== Your objective ==
Only an exact reprint of all the data is acceptable.

——

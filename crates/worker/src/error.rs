use pixbatch_core::{CoreError, JobIndex};

/// Errors returned by batch-level operations.
///
/// Per-job faults never appear here: they end the job as `Failed` and are
/// reported in the run's summary instead.
#[derive(Debug, thiserror::Error)]
pub enum BatchError {
    /// A run is in progress, so the list cannot change and no other run can start.
    #[error("A batch run is already active")]
    RunActive,

    #[error("Cannot start a batch with no jobs")]
    EmptyBatch,

    #[error("Job {0} is not part of this run")]
    JobNotFound(JobIndex),

    #[error("List position {0} is out of range")]
    PositionOutOfRange(usize),

    #[error(transparent)]
    Core(#[from] CoreError),
}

——

== Solution to the exercise ==
filename crates/worker/src/error.rs
use pixbatch_core::{CoreError, JobIndex};

/// Errors returned by batch-level operations.
///
/// Per-job faults never appear here: they end the job as `Failed` and are
/// reported in the run's summary instead.
#[derive(Debug, thiserror::Error)]
pub enum BatchError {
    /// A run is in progress, so the list cannot change and no other run can start.
    #[error("A batch run is already active")]
    RunActive,

    #[error("Cannot start a batch with no jobs")]
    EmptyBatch,

    #[error("Job {0} is not part of this run")]
    JobNotFound(JobIndex),

    #[error("List position {0} is out of range")]
    PositionOutOfRange(usize),

    #[error(transparent)]
    Core(#[from] CoreError),
}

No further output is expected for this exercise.